Camilerde Yardım Toplayan Diyanet Neden Yoksullara Yardım Etmez

Diyanet Neden Yoksullara Yardım Etmez

Diyanet Neden Açlara Yoksullara Yardım Etmez


Türkiye’de camiler ve Diyanet neden cemaatten para toplamakla yetiniyor? Neden topladığı bu yardımlarla batıda kiliselerde olduğu gibi garip gurebaya yardım etmez?

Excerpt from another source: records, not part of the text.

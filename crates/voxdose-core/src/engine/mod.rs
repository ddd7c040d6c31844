//! # Engine Module
//!
//! The stateful, simulation-facing layer of the library.
//!
//! ## Overview
//!
//! The engine owns everything the external transport engine and the run
//! orchestration touch while a simulation is in flight: the nested material
//! provider answering geometry-traversal queries, the per-stream accumulator
//! tallying event hit collections, the beamlet classifier, and the cumulative
//! checkpoint writer that persists merged results.
//!
//! ## Architecture
//!
//! - **Configuration** ([`config`]) - Run parameters, builder, and TOML file form
//! - **Run Bookkeeping** ([`context`]) - Cross-run event/run counters
//! - **Material Provider** ([`geometry`]) - Voxel coordinate → material + transform
//! - **Beamlet Classification** ([`classifier`]) - Event vertex → fluence-map cell
//! - **Accumulation** ([`accumulator`]) - Per-stream scorer tallies and merging
//! - **Checkpoint Output** ([`output`]) - Densification and cumulative persistence
//! - **Progress Monitoring** ([`progress`]) - Phase and stream progress callbacks
//! - **Error Handling** ([`error`]) - Engine-level error aggregation

pub mod accumulator;
pub mod classifier;
pub mod config;
pub mod context;
pub mod error;
pub mod geometry;
pub mod output;
pub mod progress;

Herkesin bildiği bir laf vardır: “İyilik sessiz yapılır, bağırarak değil.” Ama bizde iyilik bile mikrofonla duyuruluyor, üstüne bir de cüzdan kontrolü yapılıyor. Batı’da kiliseler, yardım kuruluşu gibi çalışır; evsizine sıcak çorba, yaşlısına battaniye, gencine burs verir. Bizde ise camiler... yardım eden değil, yardım isteyen pozisyondadır. 🤷‍♂️

🧺 Diyanet Her Cuma Yardım Toplar Yardım Nereye Gider Bilinmez 


Her cuma hutbesinde “yardım edin” çağrısı var. Ama kimseye “yardım ettik” demiyorlar. Yardım sepeti doluyor dolmasına, ama o sepet hangi sofraya gidiyor, bilen yok. Diyanet’in bütçesi dudak uçuklatıyor ama hala bu ülkede yoksulluk kol geziyor. 🤦‍♂️

Minberden dua ile beraber, yardım çağrısı yükseliyor. “Şu vakıf için, bu dernek için, şu kampanya için...” Peki bu kadar yardım nereye gidiyor? Bir köy kahvesinde konuşulanlar bile daha şeffaf. Cami, yardımın merkezi değil, yardımın geçici durağı olmuş gibi. 🚏

🐑 Cemaat Koyun, Diyanet Çoban mı?


Cemaat, elinde ne varsa veriyor. Emekli maaşından, çocuk harçlığından, tarlasından... Ama çoban, sürüyü koruyacağına, yününü kırkıyor habire. Yardımın yönü ters, mantığı eksik. Bu işte bir terslik var.🐑💸

🧭 Yardımın Yönü Şaşmış: Batı’da Veren Kurum, Bizde İsteyen Kurum Olmuş.


Batı’da kilise, sosyal hizmetin kalbi. Bizde cami ve mimber, yardımın çağrı merkezi. Diyanet, dev bütçesiyle yardım dağıtmak yerine, yardım toplamakla meşgul. Bu tablo, sadece ekonomik değil, kültürel bir kırılmayı da gösteriyor. 🧭

-----

Diyanet, bir sis perdesi arkasındaki koca gemi;
Rotası, 
Gökdelen misali yükselen kubbelerle sabitlenmiş.
Oysa yelkenlerinde yırtıklar,
Ambarında ayrımcılık var,  

Gemi, 
Maneviyatın okyanusunda ilerlerken,
Yanından sessizce geçen tekneleri görmezden gelir,
Batmak üzere olan, 
El sallayan küçük tekneyi.

​Batı'da dini kurumlar, 
Bir nehir yatağı gibi, tarlaları sular.
Burada ise, biriktirilen bir göl, 
Sadece belirli yerlere akar,

Ve kıyısında,
Kurumuş dudaklar, çatlak topraklar.
Sandıklar, bir kara delik gibi, sadakayı çeker içine,
Ama o paranın ışığı, 
Yoksulluğun karanlığını aydınlatamaz yine de..

Görevli, 
Bir kuyumcu terazisi tutar elinde,
Fakirin umudu yerine, 
Caminin parlak mozaiklerini görür.
Cennetin Biletini, 
Bir bina makbuzu sanır.

Oysa ki asıl kıble, 
Eğilen bel, 
Bükülen diz değil,
Zaruriyetten titreyen bir eli ısıtan gönüldür..

Kubbeler yükselirken, vicdan çöker,
Mermerler parlar, vidanlar kararır.
Altın kandil yanar gecenin koynunda,
Ama bir garibin ocağı kül içinde kalır.

Ey koca Diyanet!
Halkın duası senin minaren kadar uzun,
Ama cevabın mezar taşları kadar sessiz.